The reply must contain all of the records, unchanged.

** Recorded information follows **

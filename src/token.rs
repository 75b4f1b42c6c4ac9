//! Token abstraction for matching
//!
//! Tokens come from an external pipeline (or from parsed CoNLL-U records).
//! The matcher only needs two things from them: the surface text and a
//! lookup of named attributes.

use indexmap::IndexMap;
use std::fmt;

/// Value of a named token attribute
#[derive(Debug, Clone, PartialEq, Eq, Hash)]
pub enum AttrValue {
    None,
    Bool(bool),
    Int(i64),
    Str(String),
}

impl AttrValue {
    /// String form used by text patterns
    ///
    /// `None` renders as the empty string.
    pub fn to_text(&self) -> String {
        self.to_string()
    }

    pub fn is_none(&self) -> bool {
        matches!(self, AttrValue::None)
    }
}

impl fmt::Display for AttrValue {
    fn fmt(&self, f: &mut fmt::Formatter<'_>) -> fmt::Result {
        match self {
            AttrValue::None => Ok(()),
            AttrValue::Bool(b) => write!(f, "{}", b),
            AttrValue::Int(n) => write!(f, "{}", n),
            AttrValue::Str(s) => f.write_str(s),
        }
    }
}

impl From<&str> for AttrValue {
    fn from(s: &str) -> Self {
        AttrValue::Str(s.to_string())
    }
}

impl From<String> for AttrValue {
    fn from(s: String) -> Self {
        AttrValue::Str(s)
    }
}

impl From<i64> for AttrValue {
    fn from(n: i64) -> Self {
        AttrValue::Int(n)
    }
}

impl From<bool> for AttrValue {
    fn from(b: bool) -> Self {
        AttrValue::Bool(b)
    }
}

impl<T: Into<AttrValue>> From<Option<T>> for AttrValue {
    fn from(value: Option<T>) -> Self {
        value.map_or(AttrValue::None, Into::into)
    }
}

/// Anything the matcher can inspect
pub trait Token {
    /// Surface form of the token
    fn text(&self) -> &str;

    /// Look up a named attribute
    ///
    /// Returns `None` when the token has no attribute of that name. An
    /// attribute that exists but holds no value is `Some(AttrValue::None)`.
    fn attr(&self, name: &str) -> Option<AttrValue>;
}

impl<T: Token + ?Sized> Token for &T {
    fn text(&self) -> &str {
        (**self).text()
    }

    fn attr(&self, name: &str) -> Option<AttrValue> {
        (**self).attr(name)
    }
}

/// In-memory token with an insertion-ordered attribute table
#[derive(Debug, Clone, Default, PartialEq)]
pub struct SimpleToken {
    pub text: String,
    pub attrs: IndexMap<String, AttrValue>,
}

impl SimpleToken {
    /// Create a token with no attributes
    pub fn new(text: &str) -> Self {
        Self {
            text: text.to_string(),
            attrs: IndexMap::new(),
        }
    }

    /// Add (or replace) an attribute
    pub fn with_attr(mut self, name: &str, value: impl Into<AttrValue>) -> Self {
        self.attrs.insert(name.to_string(), value.into());
        self
    }
}

impl Token for SimpleToken {
    fn text(&self) -> &str {
        &self.text
    }

    fn attr(&self, name: &str) -> Option<AttrValue> {
        self.attrs.get(name).cloned()
    }
}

** End of Recorded information **

* _Answer area_
filename src/token.rs
repository 75b4f1b42c6c4ac9
//! Token abstraction for matching
//!
//! Tokens come from an external pipeline (or from parsed CoNLL-U records).
//! The matcher only needs two things from them: the surface text and a
//! lookup of named attributes.

use indexmap::IndexMap;
use std::fmt;

/// Value of a named token attribute
#[derive(Debug, Clone, PartialEq, Eq, Hash)]
pub enum AttrValue {
    None,
    Bool(bool),
    Int(i64),
    Str(String),
}

impl AttrValue {
    /// String form used by text patterns
    ///
    /// `None` renders as the empty string.
    pub fn to_text(&self) -> String {
        self.to_string()
    }

    pub fn is_none(&self) -> bool {
        matches!(self, AttrValue::None)
    }
}

impl fmt::Display for AttrValue {
    fn fmt(&self, f: &mut fmt::Formatter<'_>) -> fmt::Result {
        match self {
            AttrValue::None => Ok(()),
            AttrValue::Bool(b) => write!(f, "{}", b),
            AttrValue::Int(n) => write!(f, "{}", n),
            AttrValue::Str(s) => f.write_str(s),
        }
    }
}

impl From<&str> for AttrValue {
    fn from(s: &str) -> Self {
        AttrValue::Str(s.to_string())
    }
}

impl From<String> for AttrValue {
    fn from(s: String) -> Self {
        AttrValue::Str(s)
    }
}

impl From<i64> for AttrValue {
    fn from(n: i64) -> Self {
        AttrValue::Int(n)
    }
}

impl From<bool> for AttrValue {
    fn from(b: bool) -> Self {
        AttrValue::Bool(b)
    }
}

impl<T: Into<AttrValue>> From<Option<T>> for AttrValue {
    fn from(value: Option<T>) -> Self {
        value.map_or(AttrValue::None, Into::into)
    }
}

/// Anything the matcher can inspect
pub trait Token {
    /// Surface form of the token
    fn text(&self) -> &str;

    /// Look up a named attribute
    ///
    /// Returns `None` when the token has no attribute of that name. An
    /// attribute that exists but holds no value is `Some(AttrValue::None)`.
    fn attr(&self, name: &str) -> Option<AttrValue>;
}

impl<T: Token + ?Sized> Token for &T {
    fn text(&self) -> &str {
        (**self).text()
    }

    fn attr(&self, name: &str) -> Option<AttrValue> {
        (**self).attr(name)
    }
}

/// In-memory token with an insertion-ordered attribute table
#[derive(Debug, Clone, Default, PartialEq)]
pub struct SimpleToken {
    pub text: String,
    pub attrs: IndexMap<String, AttrValue>,
}

impl SimpleToken {
    /// Create a token with no attributes
    pub fn new(text: &str) -> Self {
        Self {
            text: text.to_string(),
            attrs: IndexMap::new(),
        }
    }

    /// Add (or replace) an attribute
    pub fn with_attr(mut self, name: &str, value: impl Into<AttrValue>) -> Self {
        self.attrs.insert(name.to_string(), value.into());
        self
    }
}

impl Token for SimpleToken {
    fn text(&self) -> &str {
        &self.text
    }

    fn attr(&self, name: &str) -> Option<AttrValue> {
        self.attrs.get(name).cloned()
    }
}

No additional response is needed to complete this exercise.